((

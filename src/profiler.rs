//! Timing for the fixed sections of a simulation step.
//!
//! A step always runs the same five sections - the four scheduling group
//! dispatches plus the activity rollover - so stats live in a fixed array
//! indexed by `StepSection` rather than a keyed map.
//!
//! Enable per-section timing with the `profile` feature:
//! ```bash
//! cargo test --release --features profile
//! ```
//!
//! `StressProfiler` measures whole steps from the outside and needs no
//! feature flag; the stress tests use it directly.

use crate::chunk::ChunkGroup;
use std::time::{Duration, Instant};

/// The timed sections of one simulation step.
#[derive(Debug, Clone, Copy, PartialEq, Eq)]
pub enum StepSection {
    GroupA,
    GroupB,
    GroupC,
    GroupD,
    ActivityRollover,
}

impl StepSection {
    pub const COUNT: usize = 5;

    pub const ALL: [StepSection; Self::COUNT] = [
        StepSection::GroupA,
        StepSection::GroupB,
        StepSection::GroupC,
        StepSection::GroupD,
        StepSection::ActivityRollover,
    ];

    /// The section covering one scheduling group's dispatch.
    pub fn for_group(group: ChunkGroup) -> Self {
        match group {
            ChunkGroup::A => StepSection::GroupA,
            ChunkGroup::B => StepSection::GroupB,
            ChunkGroup::C => StepSection::GroupC,
            ChunkGroup::D => StepSection::GroupD,
        }
    }

    pub fn label(self) -> &'static str {
        match self {
            StepSection::GroupA => "group A",
            StepSection::GroupB => "group B",
            StepSection::GroupC => "group C",
            StepSection::GroupD => "group D",
            StepSection::ActivityRollover => "activity rollover",
        }
    }

    #[inline]
    fn index(self) -> usize {
        match self {
            StepSection::GroupA => 0,
            StepSection::GroupB => 1,
            StepSection::GroupC => 2,
            StepSection::GroupD => 3,
            StepSection::ActivityRollover => 4,
        }
    }
}

/// Accumulated timing for one section.
#[derive(Debug, Default, Clone, Copy)]
pub struct SectionStats {
    pub total_time: Duration,
    pub call_count: u64,
    pub max_time: Duration,
}

/// Per-section step timing, owned by the scheduler.
///
/// Populated only while the `profile` feature is on; otherwise the step
/// counter advances and every section stays zero.
pub struct Profiler {
    sections: [SectionStats; StepSection::COUNT],
    current: Option<(StepSection, Instant)>,
    step_count: u64,
}

impl Profiler {
    pub fn new() -> Self {
        Self {
            sections: [SectionStats::default(); StepSection::COUNT],
            current: None,
            step_count: 0,
        }
    }

    /// Start timing a section. Call `end_section` to stop.
    pub fn begin_section(&mut self, section: StepSection) {
        self.current = Some((section, Instant::now()));
    }

    /// End the current section and record its duration. A stray call with no
    /// section open is ignored.
    pub fn end_section(&mut self) {
        if let Some((section, start)) = self.current.take() {
            let elapsed = start.elapsed();
            let stats = &mut self.sections[section.index()];
            stats.total_time += elapsed;
            stats.call_count += 1;
            stats.max_time = stats.max_time.max(elapsed);
        }
    }

    /// Mark the end of a simulation step.
    pub fn mark_step(&mut self) {
        self.step_count += 1;
    }

    /// Number of steps run since construction.
    pub fn step_count(&self) -> u64 {
        self.step_count
    }

    pub fn get_section(&self, section: StepSection) -> &SectionStats {
        &self.sections[section.index()]
    }

    /// Print a per-section summary.
    pub fn print_summary(&self) {
        println!("\n=== Profiler Summary ({} steps) ===", self.step_count);
        let total: Duration = self.sections.iter().map(|s| s.total_time).sum();

        println!("{:<20} {:>10} {:>10} {:>10} {:>8}", "Section", "Total", "Avg/step", "Max", "% Time");
        println!("{}", "-".repeat(62));
        for section in StepSection::ALL {
            let stats = self.get_section(section);
            let avg_per_step = if self.step_count > 0 {
                stats.total_time / self.step_count as u32
            } else {
                Duration::ZERO
            };
            let pct = if total.as_nanos() > 0 {
                (stats.total_time.as_nanos() as f64 / total.as_nanos() as f64) * 100.0
            } else {
                0.0
            };
            println!(
                "{:<20} {:>10.2?} {:>10.2?} {:>10.2?} {:>7.1}%",
                section.label(),
                stats.total_time,
                avg_per_step,
                stats.max_time,
                pct
            );
        }
        println!("{}", "-".repeat(62));
        println!("{:<20} {:>10.2?}", "TOTAL", total);
        println!();
    }
}

impl Default for Profiler {
    fn default() -> Self {
        Self::new()
    }
}

/// Whole-step timing measured from outside the engine, for stress tests.
pub struct StressProfiler {
    pub total_time: Duration,
    steps: u64,
    max_step: Duration,
}

impl StressProfiler {
    pub fn new() -> Self {
        Self {
            total_time: Duration::ZERO,
            steps: 0,
            max_step: Duration::ZERO,
        }
    }

    /// Record one step's wall-clock time.
    pub fn record_step(&mut self, duration: Duration) {
        self.total_time += duration;
        self.steps += 1;
        self.max_step = self.max_step.max(duration);
    }

    pub fn steps(&self) -> u64 {
        self.steps
    }

    /// Print final summary.
    pub fn print_summary(&self, cell_count: usize) {
        let avg_step = if self.steps > 0 {
            self.total_time / self.steps as u32
        } else {
            Duration::ZERO
        };

        println!("\n=== Stress Test Summary ===");
        println!("Cells: {}", cell_count);
        println!("Steps: {}", self.steps);
        println!("Total time: {:?}", self.total_time);
        println!(
            "Avg per step: {:?} ({:.2} ms), max {:?}",
            avg_step,
            avg_step.as_secs_f64() * 1000.0,
            self.max_step
        );

        let steps_per_sec = if avg_step.as_secs_f64() > 0.0 {
            1.0 / avg_step.as_secs_f64()
        } else {
            0.0
        };
        println!("Effective steps/s: {:.1}", steps_per_sec);
    }
}

impl Default for StressProfiler {
    fn default() -> Self {
        Self::new()
    }
}

#[cfg(test)]
mod tests {
    use super::*;
    use std::thread::sleep;

    #[test]
    fn test_sections_accumulate() {
        let mut profiler = Profiler::new();

        for _ in 0..2 {
            profiler.begin_section(StepSection::GroupA);
            sleep(Duration::from_millis(2));
            profiler.end_section();
            profiler.begin_section(StepSection::ActivityRollover);
            profiler.end_section();
            profiler.mark_step();
        }

        assert_eq!(profiler.step_count(), 2);
        let group_a = profiler.get_section(StepSection::GroupA);
        assert_eq!(group_a.call_count, 2);
        assert!(group_a.total_time >= Duration::from_millis(4));
        assert!(group_a.max_time <= group_a.total_time);
        // Untouched sections stay zero.
        assert_eq!(profiler.get_section(StepSection::GroupB).call_count, 0);
    }

    #[test]
    fn test_stray_end_section_is_ignored() {
        let mut profiler = Profiler::new();
        profiler.end_section();
        for section in StepSection::ALL {
            assert_eq!(profiler.get_section(section).call_count, 0);
        }
    }

    #[test]
    fn test_section_for_group_is_distinct() {
        let sections: Vec<_> = ChunkGroup::ALL.iter().map(|&g| StepSection::for_group(g)).collect();
        for (i, a) in sections.iter().enumerate() {
            for b in &sections[i + 1..] {
                assert_ne!(a, b);
            }
        }
    }

    #[test]
    fn test_stress_profiler_totals() {
        let mut stress = StressProfiler::new();
        stress.record_step(Duration::from_millis(3));
        stress.record_step(Duration::from_millis(5));
        assert_eq!(stress.steps(), 2);
        assert_eq!(stress.total_time, Duration::from_millis(8));
    }
}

))

*TASK DIRECTIONS*. Write a verbatim copy of the listing above.

*YOUR RESPONSE*.
filename src/profiler.rs
//! Timing for the fixed sections of a simulation step.
//!
//! A step always runs the same five sections - the four scheduling group
//! dispatches plus the activity rollover - so stats live in a fixed array
//! indexed by `StepSection` rather than a keyed map.
//!
//! Enable per-section timing with the `profile` feature:
//! ```bash
//! cargo test --release --features profile
//! ```
//!
//! `StressProfiler` measures whole steps from the outside and needs no
//! feature flag; the stress tests use it directly.

use crate::chunk::ChunkGroup;
use std::time::{Duration, Instant};

/// The timed sections of one simulation step.
#[derive(Debug, Clone, Copy, PartialEq, Eq)]
pub enum StepSection {
    GroupA,
    GroupB,
    GroupC,
    GroupD,
    ActivityRollover,
}

impl StepSection {
    pub const COUNT: usize = 5;

    pub const ALL: [StepSection; Self::COUNT] = [
        StepSection::GroupA,
        StepSection::GroupB,
        StepSection::GroupC,
        StepSection::GroupD,
        StepSection::ActivityRollover,
    ];

    /// The section covering one scheduling group's dispatch.
    pub fn for_group(group: ChunkGroup) -> Self {
        match group {
            ChunkGroup::A => StepSection::GroupA,
            ChunkGroup::B => StepSection::GroupB,
            ChunkGroup::C => StepSection::GroupC,
            ChunkGroup::D => StepSection::GroupD,
        }
    }

    pub fn label(self) -> &'static str {
        match self {
            StepSection::GroupA => "group A",
            StepSection::GroupB => "group B",
            StepSection::GroupC => "group C",
            StepSection::GroupD => "group D",
            StepSection::ActivityRollover => "activity rollover",
        }
    }

    #[inline]
    fn index(self) -> usize {
        match self {
            StepSection::GroupA => 0,
            StepSection::GroupB => 1,
            StepSection::GroupC => 2,
            StepSection::GroupD => 3,
            StepSection::ActivityRollover => 4,
        }
    }
}

/// Accumulated timing for one section.
#[derive(Debug, Default, Clone, Copy)]
pub struct SectionStats {
    pub total_time: Duration,
    pub call_count: u64,
    pub max_time: Duration,
}

/// Per-section step timing, owned by the scheduler.
///
/// Populated only while the `profile` feature is on; otherwise the step
/// counter advances and every section stays zero.
pub struct Profiler {
    sections: [SectionStats; StepSection::COUNT],
    current: Option<(StepSection, Instant)>,
    step_count: u64,
}

impl Profiler {
    pub fn new() -> Self {
        Self {
            sections: [SectionStats::default(); StepSection::COUNT],
            current: None,
            step_count: 0,
        }
    }

    /// Start timing a section. Call `end_section` to stop.
    pub fn begin_section(&mut self, section: StepSection) {
        self.current = Some((section, Instant::now()));
    }

    /// End the current section and record its duration. A stray call with no
    /// section open is ignored.
    pub fn end_section(&mut self) {
        if let Some((section, start)) = self.current.take() {
            let elapsed = start.elapsed();
            let stats = &mut self.sections[section.index()];
            stats.total_time += elapsed;
            stats.call_count += 1;
            stats.max_time = stats.max_time.max(elapsed);
        }
    }

    /// Mark the end of a simulation step.
    pub fn mark_step(&mut self) {
        self.step_count += 1;
    }

    /// Number of steps run since construction.
    pub fn step_count(&self) -> u64 {
        self.step_count
    }

    pub fn get_section(&self, section: StepSection) -> &SectionStats {
        &self.sections[section.index()]
    }

    /// Print a per-section summary.
    pub fn print_summary(&self) {
        println!("\n=== Profiler Summary ({} steps) ===", self.step_count);
        let total: Duration = self.sections.iter().map(|s| s.total_time).sum();

        println!("{:<20} {:>10} {:>10} {:>10} {:>8}", "Section", "Total", "Avg/step", "Max", "% Time");
        println!("{}", "-".repeat(62));
        for section in StepSection::ALL {
            let stats = self.get_section(section);
            let avg_per_step = if self.step_count > 0 {
                stats.total_time / self.step_count as u32
            } else {
                Duration::ZERO
            };
            let pct = if total.as_nanos() > 0 {
                (stats.total_time.as_nanos() as f64 / total.as_nanos() as f64) * 100.0
            } else {
                0.0
            };
            println!(
                "{:<20} {:>10.2?} {:>10.2?} {:>10.2?} {:>7.1}%",
                section.label(),
                stats.total_time,
                avg_per_step,
                stats.max_time,
                pct
            );
        }
        println!("{}", "-".repeat(62));
        println!("{:<20} {:>10.2?}", "TOTAL", total);
        println!();
    }
}

impl Default for Profiler {
    fn default() -> Self {
        Self::new()
    }
}

/// Whole-step timing measured from outside the engine, for stress tests.
pub struct StressProfiler {
    pub total_time: Duration,
    steps: u64,
    max_step: Duration,
}

impl StressProfiler {
    pub fn new() -> Self {
        Self {
            total_time: Duration::ZERO,
            steps: 0,
            max_step: Duration::ZERO,
        }
    }

    /// Record one step's wall-clock time.
    pub fn record_step(&mut self, duration: Duration) {
        self.total_time += duration;
        self.steps += 1;
        self.max_step = self.max_step.max(duration);
    }

    pub fn steps(&self) -> u64 {
        self.steps
    }

    /// Print final summary.
    pub fn print_summary(&self, cell_count: usize) {
        let avg_step = if self.steps > 0 {
            self.total_time / self.steps as u32
        } else {
            Duration::ZERO
        };

        println!("\n=== Stress Test Summary ===");
        println!("Cells: {}", cell_count);
        println!("Steps: {}", self.steps);
        println!("Total time: {:?}", self.total_time);
        println!(
            "Avg per step: {:?} ({:.2} ms), max {:?}",
            avg_step,
            avg_step.as_secs_f64() * 1000.0,
            self.max_step
        );

        let steps_per_sec = if avg_step.as_secs_f64() > 0.0 {
            1.0 / avg_step.as_secs_f64()
        } else {
            0.0
        };
        println!("Effective steps/s: {:.1}", steps_per_sec);
    }
}

impl Default for StressProfiler {
    fn default() -> Self {
        Self::new()
    }
}

#[cfg(test)]
mod tests {
    use super::*;
    use std::thread::sleep;

    #[test]
    fn test_sections_accumulate() {
        let mut profiler = Profiler::new();

        for _ in 0..2 {
            profiler.begin_section(StepSection::GroupA);
            sleep(Duration::from_millis(2));
            profiler.end_section();
            profiler.begin_section(StepSection::ActivityRollover);
            profiler.end_section();
            profiler.mark_step();
        }

        assert_eq!(profiler.step_count(), 2);
        let group_a = profiler.get_section(StepSection::GroupA);
        assert_eq!(group_a.call_count, 2);
        assert!(group_a.total_time >= Duration::from_millis(4));
        assert!(group_a.max_time <= group_a.total_time);
        // Untouched sections stay zero.
        assert_eq!(profiler.get_section(StepSection::GroupB).call_count, 0);
    }

    #[test]
    fn test_stray_end_section_is_ignored() {
        let mut profiler = Profiler::new();
        profiler.end_section();
        for section in StepSection::ALL {
            assert_eq!(profiler.get_section(section).call_count, 0);
        }
    }

    #[test]
    fn test_section_for_group_is_distinct() {
        let sections: Vec<_> = ChunkGroup::ALL.iter().map(|&g| StepSection::for_group(g)).collect();
        for (i, a) in sections.iter().enumerate() {
            for b in &sections[i + 1..] {
                assert_ne!(a, b);
            }
        }
    }

    #[test]
    fn test_stress_profiler_totals() {
        let mut stress = StressProfiler::new();
        stress.record_step(Duration::from_millis(3));
        stress.record_step(Duration::from_millis(5));
        assert_eq!(stress.steps(), 2);
        assert_eq!(stress.total_time, Duration::from_millis(8));
    }
}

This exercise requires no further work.